Suspect's 'Aggressive Move' May Have Been Reaching For Cell Phone

Although it expressed sympathy to the victim's family, a Letcher County
grand jury yesterday declined to indict a Kentucky State Police officer who
shot and killed an unarmed man during a January drug deal in Jenkins.

James E. Alexander, 62, of Roanoke, Va., was shot twice with an automatic
rifle Jan. 14 by state police Sgt. Bobby Day during a drug investigation
using undercover officers at a Jenkins house. There were reports afterward
that Alexander was shot when he reached under his jacket for a cell phone,
said Sgt. Phil Crumpton, a state police spokesman in Frankfort.

"You're looking at a high-stress situation when someone is given a specific
order and he makes an aggressive move that we feel is a threat to us,"
Crumpton said. "That's what these things narrow down to."

The Letcher County grand jury said it conducted an extensive investigation
into the incident and found "that the above shooting and resulting death of
James Alexander was a justifiable use of deadly force under the known facts
and circumstances that existed immediately prior to said shooting.

"The Letcher County grand jury extends its sympathy to the family of Mr.
Alexander, but finds no evidence of criminal conduct in connection with his
death."

Crumpton said Day is doing administrative duty and is expected to return to
active duty "very soon."

Alexander's family members and friends appeared upset yesterday.

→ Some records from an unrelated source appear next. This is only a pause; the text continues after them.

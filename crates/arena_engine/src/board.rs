//! Read models for clients: the board of a match and the open-match list.
//!
//! These read outside any transition and so may observe a snapshot taken
//! between two actions of a busy match.

use arena_store::Entity;
use serde::{Deserialize, Serialize};

use crate::components::{CoverPosition, MapConfig, MatchPhase, PlacedCards};
use crate::engine::MatchEngine;
use crate::error::MatchResult;
use crate::world::CardView;

/// A player seat as shown on the board.
#[derive(Debug, Clone, PartialEq, Eq, Serialize, Deserialize)]
pub struct PlayerView {
    pub user: Entity,
    pub username: String,
}

/// Everything a client needs to draw a match.
#[derive(Debug, Clone, PartialEq, Eq, Serialize, Deserialize)]
pub struct BoardView {
    pub match_id: Entity,
    pub map: MapConfig,
    pub phase: MatchPhase,
    pub player_one: PlayerView,
    pub player_two: Option<PlayerView>,
    pub turn: u32,
    pub current_player: Option<Entity>,
    pub mana: u32,
    pub placed: PlacedCards,
    pub cover: CoverPosition,
    /// Live cards ordered by id.
    pub cards: Vec<CardView>,
}

/// A match waiting for its second player.
#[derive(Debug, Clone, PartialEq, Eq, Serialize, Deserialize)]
pub struct OpenMatch {
    pub match_id: Entity,
    pub creator: PlayerView,
    pub map: MapConfig,
}

impl MatchEngine {
    /// Current board of a match.
    ///
    /// # Errors
    ///
    /// `NotFound` if the match does not exist.
    pub fn board(&self, match_id: Entity) -> MatchResult<BoardView> {
        let state = self.world().match_state(match_id)?;
        let cards = self
            .world()
            .cards_in(match_id)
            .into_iter()
            .filter_map(|card| self.world().card(card).ok())
            .collect();
        Ok(BoardView {
            match_id,
            map: state.map,
            phase: state.phase,
            player_one: self.player_view(state.player_one),
            player_two: state.player_two.map(|user| self.player_view(user)),
            turn: state.turn,
            current_player: state.current_player,
            mana: state.mana,
            placed: state.placed,
            cover: state.cover,
            cards,
        })
    }

    /// Matches that can be joined, oldest first.
    #[must_use]
    pub fn open_matches(&self) -> Vec<OpenMatch> {
        self.world()
            .tables
            .phase
            .keys_with_value(&MatchPhase::AwaitingPlayers)
            .into_iter()
            .filter_map(|match_id| {
                let state = self.world().match_state(match_id).ok()?;
                Some(OpenMatch {
                    match_id,
                    creator: self.player_view(state.player_one),
                    map: state.map,
                })
            })
            .collect()
    }

    /// The unfinished match `user` is seated in.
    #[must_use]
    pub fn match_of(&self, user: Entity) -> Option<Entity> {
        self.world().active_match_of(user)
    }

    fn player_view(&self, user: Entity) -> PlayerView {
        PlayerView {
            user,
            username: self
                .world()
                .tables
                .user
                .get(user)
                .map(|name| name.0)
                .unwrap_or_default(),
        }
    }
}
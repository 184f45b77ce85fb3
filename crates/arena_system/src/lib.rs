//! # arena_system
//!
//! Action dispatch and the NATS service harness for the arena.
//!
//! An [`ActionService`] instance:
//!
//! 1. Connects to NATS.
//! 2. Joins a queue group on the action and query subjects.
//! 3. Resolves each caller's credential and runs the action through a
//!    [`SystemDispatcher`], one transition at a time per match.
//! 4. Replies to the caller and broadcasts accepted outcomes.
//!
//! ## Usage
//!
//! ```rust,no_run
//! use arena_engine::{MatchEngine, RulesConfig};
//! use arena_system::{ActionService, ServiceConfig, SessionDirectory, SystemDispatcher};
//!
//! #[tokio::main]
//! async fn main() -> anyhow::Result<()> {
//!     let dispatcher = SystemDispatcher::new(
//!         MatchEngine::new(RulesConfig::default()),
//!         SessionDirectory::new(),
//!     );
//!     ActionService::new(ServiceConfig::new("arena"), dispatcher)
//!         .run()
//!         .await
//! }
//! ```

pub mod config;
pub mod dispatcher;
pub mod identity;
pub mod runner;

pub use config::ServiceConfig;
pub use dispatcher::SystemDispatcher;
pub use identity::{IdentityProvider, SessionDirectory};
pub use runner::ActionService;
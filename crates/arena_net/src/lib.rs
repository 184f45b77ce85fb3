//! # arena_net
//!
//! NATS transport layer for the arena action service.
//!
//! This crate provides:
//!
//! - [`subjects`]: subject names under a configurable prefix.
//! - [`messages`]: action requests, replies and query messages.
//! - [`codec`]: MessagePack serialisation/deserialisation helpers.
//! - [`connection`]: NATS connection wrapper speaking MessagePack.
//! - [`error`]: Network-layer error types.

pub mod codec;
pub mod connection;
pub mod error;
pub mod messages;
pub mod subjects;

pub use codec::{decode, encode};
pub use connection::NatsConnection;
pub use error::NetError;
pub use messages::{Action, ActionEnvelope, ActionFailure, ActionReply};
pub use subjects::Subjects;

"If they didn't find any drugs on him or guns on him, how can they do that?"
asked Alexander's uncle, James L. Alexander, 78, of Lebanon, Va.

The Virginia Department of Corrections had no record of Alexander being
imprisoned. But his uncle said Alexander served several years in federal
prison on a drug charge about 15 years ago.

Beverly Hunt, 38, of Roa-noke, was outraged.

"Even if he was a drug dealer, how can they justify shooting James twice
when he wasn't armed?" she asked, sobbing. "I was with James for 21/2 years.
He never carried a gun.

"They're just covering up. They've done it again. They've done it again.
I've talked to the police and the way they were talking, I could tell they
were thinking: We just got another black man off the street."

The shooting occurred in the kitchen of a yellow frame house on a steep
hillside in Jenkins, a tidy, one-time company coal town founded in 1911. The
sign on the house said it belonged to Henry Cooper, but neighbors said
Cooper had died and a man he had raised, Charles "Buckwheat" Wallace, lived
in the house.

Court records show that Wallace, 35, was arrested on felony charges of
selling marijuana in 1991 and cultivating six marijuana plants in 1998, and
a misdemeanor charge of possessing marijuana in 1992. He received probation
on the two felonies.

Along with state police Lt. Jerry Hall, the grand jury said in its report
that it interviewed Sgt. Sean Welch, Day's supervisor on a special-response
team, and reviewed reports, videos and other statements by witnesses.

Letcher Commonwealth's Attorney Edison Banks could not be reached. But
Crumpton said the state police "followed the proper procedure and the grand
jury decided not to indict Sgt. Day."